Redux: Scaling LaunchDarkly From 4 to 200 Billion Feature Flags Daily

5,172
LaunchDarkly
Serving over 200 billion feature flags daily to help software teams build better software, faster. LaunchDarkly helps eliminate risk for developers and operations teams from the software development cycle.

Written By John Kodumal, CTO and Co-Founder, LaunchDarkly


Background

LaunchDarkly is a feature management platform—we make it easy for software teams to adopt feature flags, helping them eliminate risk in their software development cycles. When we first wrote about our stack, we served about 4 billion feature flags a day. Last month, we averaged over 200 billion flags daily. To me, that's a mind-boggling number, and a testament to the degree to which we're able to change the way teams do software development. Some additional metrics:

  • Our global P99 flag update latency (the time it takes for a feature flag change on our dashboard to be reflected in your application) is under 500ms
  • Our primary Elasticsearch cluster indexes 175M+ docs / day
  • At daily peak, 1.5 million+ mobile devices and browsers and 500k+ servers are connected to our streaming APIs
  • Our event ingestion pipeline processes 40 billion events per day

We've scaled all our services through a process of gradual evolution, with an occasional bit of punctuated equilibrium. We've never re-written a service from scratch, nor have we ever had to completely re-architect any of our services (we did migrate one service from a SaaS provider to a homegrown; more on that later). In fact, from a high level, our stack is very similar to what we described in our earlier post:

  • A Go monolith that serves our REST API and UI (JS / React)
  • A Go microservice that powers our streaming API
  • An event ingestion / transformation pipeline implemented as a set of Go microservices

We use AWS as our cloud provider, and Fastly as our CDN.

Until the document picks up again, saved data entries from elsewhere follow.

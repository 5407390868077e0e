use super::*;

// =============================================================
// Email shape
// =============================================================

#[test]
fn accepts_simple_addresses() {
    assert!(is_valid_email("user@example.com"));
    assert!(is_valid_email("first.last@mail.example.co"));
    assert!(is_valid_email("a@b.c"));
}

#[test]
fn rejects_missing_at() {
    assert!(!is_valid_email("user.example.com"));
    assert!(!is_valid_email(""));
}

#[test]
fn rejects_missing_dot_after_at() {
    assert!(!is_valid_email("user@localhost"));
    assert!(!is_valid_email("first.last@example"));
}

#[test]
fn rejects_dot_only_at_domain_edges() {
    assert!(!is_valid_email("user@.com"));
    assert!(!is_valid_email("user@com."));
}

#[test]
fn rejects_empty_local_part_and_extra_at() {
    assert!(!is_valid_email("@example.com"));
    assert!(!is_valid_email("a@b@example.com"));
}

#[test]
fn rejects_whitespace() {
    assert!(!is_valid_email("us er@example.com"));
    assert!(!is_valid_email("user@exa mple.com"));
}

// =============================================================
// Wallet address
// =============================================================

#[test]
fn wallet_address_requires_prefix_and_forty_hex_digits() {
    assert!(is_wallet_address("0xABCDEF0123456789abcdef0123456789ABCDEF01"));
    assert!(!is_wallet_address("ABCDEF0123456789abcdef0123456789ABCDEF0123"));
    assert!(!is_wallet_address("0xABCDEF"));
    assert!(!is_wallet_address("0xZZCDEF0123456789abcdef0123456789ABCDEF01"));
}

// =============================================================
// Login form
// =============================================================

#[test]
fn login_errors_report_required_fields() {
    let errs = login_errors("", "");
    assert_eq!(
        errs,
        vec![
            ValidationError::new("email", "Email is required"),
            ValidationError::new("password", "Password is required"),
        ]
    );
}

#[test]
fn login_errors_report_malformed_email() {
    let errs = login_errors("nobody", "secret");
    assert_eq!(errs, vec![ValidationError::new("email", "Valid email is required")]);
}

#[test]
fn login_errors_empty_for_valid_input() {
    assert!(login_errors("user@example.com", "secret").is_empty());
}

#[test]
fn padded_email_is_malformed_not_trimmed() {
    for email in ["  user@example.com", "user@example.com ", "   "] {
        let errs = login_errors(email, "secret");
        assert_eq!(errs, vec![ValidationError::new("email", "Valid email is required")], "email {email:?}");
    }
}

// =============================================================
// FieldErrors
// =============================================================

#[test]
fn field_errors_keep_first_message_per_field() {
    let errors: FieldErrors = vec![
        ValidationError::new("email", "first"),
        ValidationError::new("email", "second"),
        ValidationError::new("password", "Password is required"),
    ]
    .into_iter()
    .collect();
    assert_eq!(errors.len(), 2);
    assert_eq!(errors.get("email"), Some("first"));
}

#[test]
fn field_errors_clear_removes_single_field() {
    let mut errors = FieldErrors::default();
    errors.insert("email", "bad");
    errors.insert("password", "missing");
    errors.clear("email");
    assert_eq!(errors.get("email"), None);
    assert_eq!(errors.get("password"), Some("missing"));
    errors.clear("email");
    assert!(!errors.is_empty());
}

Let's talk about some of the changes we've made to scale these systems.

Buy first, build if necessary

Over the past year, we've shifted our philosophy on managed services and have moved several critical parts of our infrastructure away from self-managed options. The most prominent was our shift away from HAProxy to AWS's managed application load balancers (ALBs). As we scaled, managing our HAProxy fleet became a larger and larger burden. We spent a significant amount of time tuning our configuration files and benchmarking different EC2 instance types to maximize throughput. Emerging needs like DDoS protection and auto scaling turned into large projects that we needed to schedule urgently. Instead of continuing this investment, we chose to shift to managed ALB instances. This was a large project, but it quickly paid for itself as we've nearly eliminated the time spent managing load balancers. We also gained DDoS protection and auto scaling "for free".

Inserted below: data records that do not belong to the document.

//! View-state modules for the tracker front end.
//!
//! SYSTEM CONTEXT
//! ==============
//! Plain data plus the transitions pages apply to it. Pages wrap these in
//! `RwSignal`s; nothing here touches the browser, so every rule is unit
//! tested natively.

pub mod auth;
pub mod dashboard;
pub mod product_form;
pub mod products;
pub mod registration;
pub mod tracking;
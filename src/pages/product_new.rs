//! New-product form.
//!
//! Validates locally, posts the product, and returns to the inventory list
//! on success. Server and network failures are shown above the actions.

use leptos::prelude::*;
use leptos_router::NavigateOptions;
use leptos_router::hooks::use_navigate;
use time::OffsetDateTime;

use crate::components::field_error::FieldError;
use crate::config::ClientConfig;
use crate::state::product_form::{CATEGORIES, ProductDraft};
use crate::util::validate::FieldErrors;

pub const PRODUCTS_ROUTE: &str = "/dashboard/products";

#[component]
pub fn ProductNewPage() -> impl IntoView {
    let config = StoredValue::new(expect_context::<ClientConfig>());
    let navigate = use_navigate();

    let draft = RwSignal::new(ProductDraft::new(OffsetDateTime::now_utc()));
    let errors = RwSignal::new(FieldErrors::default());
    let submit_error = RwSignal::new(None::<String>);
    let loading = RwSignal::new(false);

    let on_submit = move |ev: leptos::ev::SubmitEvent| {
        ev.prevent_default();
        if loading.get() {
            return;
        }
        let body = match draft.with(ProductDraft::to_request) {
            Ok(body) => body,
            Err(found) => {
                errors.set(found);
                return;
            }
        };
        errors.set(FieldErrors::default());
        submit_error.set(None);
        loading.set(true);

        #[cfg(feature = "csr")]
        {
            let config = config.get_value();
            let navigate = navigate.clone();
            leptos::task::spawn_local(async move {
                let result = match crate::util::auth::authorized(&config) {
                    Ok((api, token)) => api.create_product(&token, &body).await,
                    Err(e) => Err(e),
                };
                loading.set(false);
                match result {
                    Ok(()) => {
                        log::info!("product submitted: code={}", body.product_code);
                        navigate(PRODUCTS_ROUTE, NavigateOptions::default());
                    }
                    Err(e) => {
                        log::warn!("product creation failed: {e}");
                        submit_error.set(Some(crate::state::product_form::create_error_message(&e)));
                    }
                }
            });
        }
        #[cfg(not(feature = "csr"))]
        {
            let _ = (config, &navigate, body);
            loading.set(false);
        }
    };

    let back = use_navigate();

    view! {
        <div class="product-new-page">
            <header class="page-header">
                <button class="icon-button" on:click=move |_| back(PRODUCTS_ROUTE, NavigateOptions::default())>
                    "\u{2190}"
                </button>
                <div>
                    <h1>"Add New Product"</h1>
                    <p>"Initiate a new traceable item on the blockchain."</p>
                </div>
            </header>
            <form class="product-form" on:submit=on_submit>
                {draft_input(draft, errors, "productCode", "Product Code / SKU", "text", |d| &d.product_code, |d| &mut d.product_code)}
                {draft_input(draft, errors, "name", "Product Name", "text", |d| &d.name, |d| &mut d.name)}
                <label class="form-field">
                    <span>"Category"</span>
                    <select
                        prop:value=move || draft.with(|d| d.category.clone())
                        on:change=move |ev| {
                            let value = event_target_value(&ev);
                            draft.update(|d| d.category = value);
                            errors.update(|e| e.clear("category"));
                        }
                    >
                        <option value="">"Select Category"</option>
                        {CATEGORIES
                            .into_iter()
                            .map(|(value, label)| view! { <option value=value>{label}</option> })
                            .collect_view()}
                    </select>
                    <FieldError message=Signal::derive(move || errors.with(|e| e.get("category").map(str::to_owned))) />
                </label>
                {draft_input(draft, errors, "batchNumber", "Batch Number", "text", |d| &d.batch_number, |d| &mut d.batch_number)}
                {draft_input(draft, errors, "weightGrams", "Weight (grams)", "number", |d| &d.weight_grams, |d| &mut d.weight_grams)}
                {draft_input(draft, errors, "manufacturedAt", "Manufactured At", "datetime-local", |d| &d.manufactured_at, |d| &mut d.manufactured_at)}
                {draft_input(draft, errors, "initialLocation", "Initial Location", "text", |d| &d.initial_location, |d| &mut d.initial_location)}
                <label class="form-field">
                    <span>"Description"</span>
                    <textarea
                        prop:value=move || draft.with(|d| d.description.clone())
                        on:input=move |ev| {
                            let value = event_target_value(&ev);
                            draft.update(|d| d.description = value);
                        }
                    ></textarea>
                </label>
                <FieldError message=submit_error />
                <button type="submit" disabled=move || loading.get()>
                    {move || if loading.get() { "Submitting..." } else { "Create Product" }}
                </button>
            </form>
        </div>
    }
}

fn draft_input(
    draft: RwSignal<ProductDraft>,
    errors: RwSignal<FieldErrors>,
    name: &'static str,
    label: &'static str,
    input_type: &'static str,
    read: fn(&ProductDraft) -> &String,
    write: fn(&mut ProductDraft) -> &mut String,
) -> impl IntoView {
    view! {
        <label class="form-field">
            <span>{label}</span>
            <input
                name=name
                type=input_type
                prop:value=move || draft.with(|d| read(d).clone())
                on:input=move |ev| {
                    let next = event_target_value(&ev);
                    draft.update(|d| *write(d) = next);
                    errors.update(|e| e.clear(name));
                }
            />
            <FieldError message=Signal::derive(move || errors.with(|e| e.get(name).map(str::to_owned))) />
        </label>
    }
}
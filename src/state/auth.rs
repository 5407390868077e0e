//! Per-tab auth state for the current browser user.
//!
//! SYSTEM CONTEXT
//! ==============
//! Provided as an `RwSignal<AuthState>` context by the app shell. The login
//! page drives the transitions; the sidebar reads the user for its header and
//! resets the state on logout.
//!
//! DESIGN
//! ======
//! `Anonymous -> Authenticating -> Authenticated -> Anonymous`. The landing
//! route is resolved once, on entry to `Authenticated`, and kept until sign
//! out.

#[cfg(test)]
#[path = "auth_test.rs"]
mod auth_test;

use crate::net::types::{Session, User};

#[derive(Clone, Copy, Debug, Default, PartialEq, Eq)]
pub enum AuthPhase {
    #[default]
    Anonymous,
    /// A credential exchange is pending; submission is disabled.
    Authenticating,
    Authenticated,
}

/// Authentication state tracking the current user and the last failure.
#[derive(Clone, Debug, Default, PartialEq, Eq)]
pub struct AuthState {
    pub phase: AuthPhase,
    pub user: Option<User>,
    pub landing_route: Option<&'static str>,
    pub error: Option<String>,
}

impl AuthState {
    /// State for a page load that found `session` already in storage.
    #[must_use]
    pub fn from_session(session: Option<&Session>) -> Self {
        let mut state = Self::default();
        if let Some(session) = session {
            state.succeed(session.user.clone());
        }
        state
    }

    #[must_use]
    pub fn is_busy(&self) -> bool {
        self.phase == AuthPhase::Authenticating
    }

    #[must_use]
    pub fn is_authenticated(&self) -> bool {
        self.phase == AuthPhase::Authenticated
    }

    /// Enter `Authenticating`. Returns `false`, changing nothing, if an
    /// attempt is already pending.
    pub fn begin(&mut self) -> bool {
        if self.is_busy() {
            return false;
        }
        self.phase = AuthPhase::Authenticating;
        self.error = None;
        true
    }

    /// Enter `Authenticated` with `user` and return the landing route.
    ///
    /// Repeated calls while authenticated keep the route resolved on entry.
    pub fn succeed(&mut self, user: User) -> &'static str {
        if let (AuthPhase::Authenticated, Some(route)) = (self.phase, self.landing_route) {
            self.user = Some(user);
            return route;
        }
        let route = user.role.landing_route();
        self.phase = AuthPhase::Authenticated;
        self.user = Some(user);
        self.landing_route = Some(route);
        self.error = None;
        route
    }

    /// Back to `Anonymous` with `message` surfaced.
    pub fn fail(&mut self, message: impl Into<String>) {
        *self = Self { error: Some(message.into()), ..Self::default() };
    }

    pub fn sign_out(&mut self) {
        *self = Self::default();
    }
}
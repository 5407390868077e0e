//! Page modules for route-level screens.
//!
//! ARCHITECTURE
//! ============
//! Each page owns route-scoped orchestration and delegates rendering details
//! to `components` and rules to `state`.

pub mod dashboard;
pub mod login;
pub mod product_new;
pub mod products;
pub mod register;
pub mod tracking;
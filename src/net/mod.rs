//! Networking modules for the tracker REST API.
//!
//! SYSTEM CONTEXT
//! ==============
//! `api` performs HTTP calls and defines the auth seam the session guard
//! depends on; `types` defines the shared wire schema.

pub mod api;
pub mod types;
use super::*;

#[test]
fn nav_items_cover_dashboard_sections() {
    let paths: Vec<_> = NAV_ITEMS.iter().map(|i| i.path).collect();
    assert_eq!(paths, ["/dashboard", "/dashboard/products", "/dashboard/products/new"]);
}

#[test]
fn overview_matches_exactly() {
    assert!(NAV_ITEMS[0].exact);
}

As we've evolved or added additional infrastructure to our stack, we've biased towards managed services:

  • Most new backing stores are Amazon RDS instances now. We do use self-managed PostgreSQL with TimescaleDB for time-series data—this is made HA with the use of Patroni and Consul.
  • We also use managed Elasticache instances instead of spinning up EC2 instances to run Redis workloads.
  • In our previous StackShare article, I wrote about a project to incorporate Kafka into our event ingestion pipeline. In keeping with our shift towards managed services, we shifted to Amazon's Kinesis instead of Kafka.

Managed services do have some drawbacks:

  • They're almost never cheaper (in raw dollars) than self-managed alternatives. Pricing is often more opaque, more variable, and hard to predict
  • Much less visibility into the operation, errors, and availability of the service
  • Vendor lock-in

Still, it's a false economy to measure the raw cost of a managed service to an unmanaged service—factor in your team's time and the math is usually pretty clear.

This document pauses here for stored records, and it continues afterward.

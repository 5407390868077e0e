//! # tracker-client
//!
//! Leptos + WASM front end for the supply-chain tracker. Hosts role-based
//! registration, password and wallet-signature login, the dashboard shell,
//! product creation and listing, and the tracking timeline.
//!
//! The session lifecycle lives in [`auth`]: it is written against injected
//! storage, HTTP and signer capabilities so it runs and tests natively, while
//! the browser implementations of those capabilities compile only under the
//! `csr` feature.

pub mod app;
pub mod auth;
pub mod components;
pub mod config;
pub mod net;
pub mod pages;
pub mod state;
pub mod util;

/// Browser entry point: installs logging and mounts the root component.
#[cfg(feature = "csr")]
#[wasm_bindgen::prelude::wasm_bindgen(start)]
pub fn start() {
    console_error_panic_hook::set_once();
    let _ = console_log::init_with_level(log::Level::Info);
    log::info!("tracker client starting");
    leptos::mount::mount_to_body(app::App);
}
//! Login page supporting email + password and wallet-signature sign-in.
//!
//! SYSTEM CONTEXT
//! ==============
//! Public entry point for unauthenticated visitors. Both modalities go through
//! the session guard; this page only owns form state, the shared auth-state
//! transitions and the post-login navigation.

#[cfg(test)]
#[path = "login_test.rs"]
mod login_test;

use leptos::prelude::*;
use leptos_router::NavigateOptions;
use leptos_router::hooks::use_navigate;

use crate::auth::{DEFAULT_LANDING_ROUTE, SessionError};
use crate::components::field_error::FieldError;
use crate::config::ClientConfig;
use crate::net::types::Session;
use crate::state::auth::AuthState;
use crate::util::query::consume_registered_flag;
use crate::util::validate::{FieldErrors, login_errors};

pub const STORAGE_UNAVAILABLE_MESSAGE: &str = "This browser does not allow storing a session. Enable site storage and retry.";

/// Per-field errors for the password form; empty means it may be sent.
pub fn password_flow_errors(email: &str, password: &str) -> FieldErrors {
    login_errors(email, password).into_iter().collect()
}

/// Where a failed sign-in is shown: validation errors next to their field,
/// everything else under the email field.
pub fn session_error_fields(err: &SessionError) -> FieldErrors {
    let mut errors = FieldErrors::default();
    match err {
        SessionError::Validation(v) => errors.insert(v.field, v.message),
        _ => errors.insert("email", err.to_string()),
    }
    errors
}

#[component]
pub fn LoginPage() -> impl IntoView {
    let auth = expect_context::<RwSignal<AuthState>>();
    let config = expect_context::<ClientConfig>();
    let navigate = use_navigate();

    let email = RwSignal::new(String::new());
    let password = RwSignal::new(String::new());
    let remember_me = RwSignal::new(false);
    let errors = RwSignal::new(FieldErrors::default());
    let just_registered = consume_registered_flag();
    let busy = move || auth.get().is_busy();

    let settle = move |result: Result<Session, SessionError>| match result {
        Ok(session) => {
            let route = auth.try_update(|s| s.succeed(session.user)).unwrap_or(DEFAULT_LANDING_ROUTE);
            navigate(route, NavigateOptions::default());
        }
        Err(err) => {
            errors.set(session_error_fields(&err));
            auth.update(|s| s.fail(err.to_string()));
        }
    };

    let password_config = config.clone();
    let password_settle = settle.clone();
    let on_submit = move |ev: leptos::ev::SubmitEvent| {
        ev.prevent_default();
        let email_value = email.get();
        let password_value = password.get();
        let found = password_flow_errors(&email_value, &password_value);
        if !found.is_empty() {
            errors.set(found);
            return;
        }
        if !auth.try_update(AuthState::begin).unwrap_or(false) {
            return;
        }
        errors.set(FieldErrors::default());
        let remember = remember_me.get();

        #[cfg(feature = "csr")]
        {
            let config = password_config.clone();
            let settle = password_settle.clone();
            leptos::task::spawn_local(async move {
                let Some(guard) = crate::auth::browser_guard(&config) else {
                    settle(Err(SessionError::auth(STORAGE_UNAVAILABLE_MESSAGE)));
                    return;
                };
                settle(guard.authenticate_with_password(&email_value, &password_value, remember).await);
            });
        }
        #[cfg(not(feature = "csr"))]
        {
            let _ = (&password_config, remember);
            password_settle(Err(SessionError::auth(STORAGE_UNAVAILABLE_MESSAGE)));
        }
    };

    let on_wallet = move |_| {
        if !auth.try_update(AuthState::begin).unwrap_or(false) {
            return;
        }
        errors.set(FieldErrors::default());

        #[cfg(feature = "csr")]
        {
            let config = config.clone();
            let settle = settle.clone();
            leptos::task::spawn_local(async move {
                let Some(guard) = crate::auth::browser_guard(&config) else {
                    settle(Err(SessionError::auth(STORAGE_UNAVAILABLE_MESSAGE)));
                    return;
                };
                let wallet = crate::auth::BrowserWallet::detect();
                let signer = wallet.as_ref().map(|w| w as &dyn crate::auth::WalletSigner);
                settle(guard.authenticate_with_wallet(signer).await);
            });
        }
        #[cfg(not(feature = "csr"))]
        {
            let _ = &config;
            settle(Err(SessionError::WalletUnavailable));
        }
    };

    let edit = move |field: &'static str, signal: RwSignal<String>, value: String| {
        signal.set(value);
        errors.update(|e| e.clear(field));
    };

    view! {
        <div class="login-page">
            <div class="login-card">
                <h1>"Supply Chain Tracker"</h1>
                <p class="login-card__subtitle">"Sign in to your account"</p>
                <Show when=move || just_registered>
                    <div class="login-notice login-notice--success">
                        <h3>"Registration Successful!"</h3>
                        <p>"Your account has been created. Please sign in below."</p>
                    </div>
                </Show>
                <form class="login-form" on:submit=on_submit>
                    <label for="email">"Email Address"</label>
                    <input
                        id="email"
                        class="login-input"
                        type="email"
                        placeholder="you@company.com"
                        disabled=busy
                        prop:value=move || email.get()
                        on:input=move |ev| edit("email", email, event_target_value(&ev))
                    />
                    <FieldError message=Signal::derive(move || errors.get().get("email").map(str::to_owned)) />
                    <label for="password">"Password"</label>
                    <input
                        id="password"
                        class="login-input"
                        type="password"
                        disabled=busy
                        prop:value=move || password.get()
                        on:input=move |ev| edit("password", password, event_target_value(&ev))
                    />
                    <FieldError message=Signal::derive(move || errors.get().get("password").map(str::to_owned)) />
                    <label class="login-remember">
                        <input
                            type="checkbox"
                            disabled=busy
                            prop:checked=move || remember_me.get()
                            on:change=move |ev| remember_me.set(event_target_checked(&ev))
                        />
                        "Remember me"
                    </label>
                    <button class="login-button" type="submit" disabled=busy>
                        {move || if busy() { "Signing in..." } else { "Sign In" }}
                    </button>
                </form>
                <div class="login-divider"></div>
                <button class="login-button login-button--wallet" disabled=busy on:click=on_wallet>
                    "Sign in with wallet"
                </button>
                <p class="login-card__footer">
                    "New to Supply Chain Tracker? "
                    <a href="/register">"Create an account"</a>
                </p>
            </div>
        </div>
    }
}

There is one notable case where we've moved from a managed SaaS solution to a homegrown. LaunchDarkly relies on a novel streaming architecture to push feature flag changes out in near real-time. Our SDKs create persistent outbound HTTPS connections to the LaunchDarkly streaming APIs. When you change a feature flag on your dashboard, that change is pushed out using the server-sent events (SSE) protocol. When we initially built our streaming service, we relied heavily on a third-party service, Fanout, to manage persistent connections. Fanout worked well for us, but over time we found that we could introduce domain-specific performance and cost optimizations if we built a custom service for our use case. We created a Go microservice that manages persistent connections and is heavily optimized for the unique workloads associated with feature flag delivery. We use NATS as a message broker to connect our REST API to a fleet of EC2 instances running this microservice. Each of these instances can manage over 50,000 concurrent SSE connections.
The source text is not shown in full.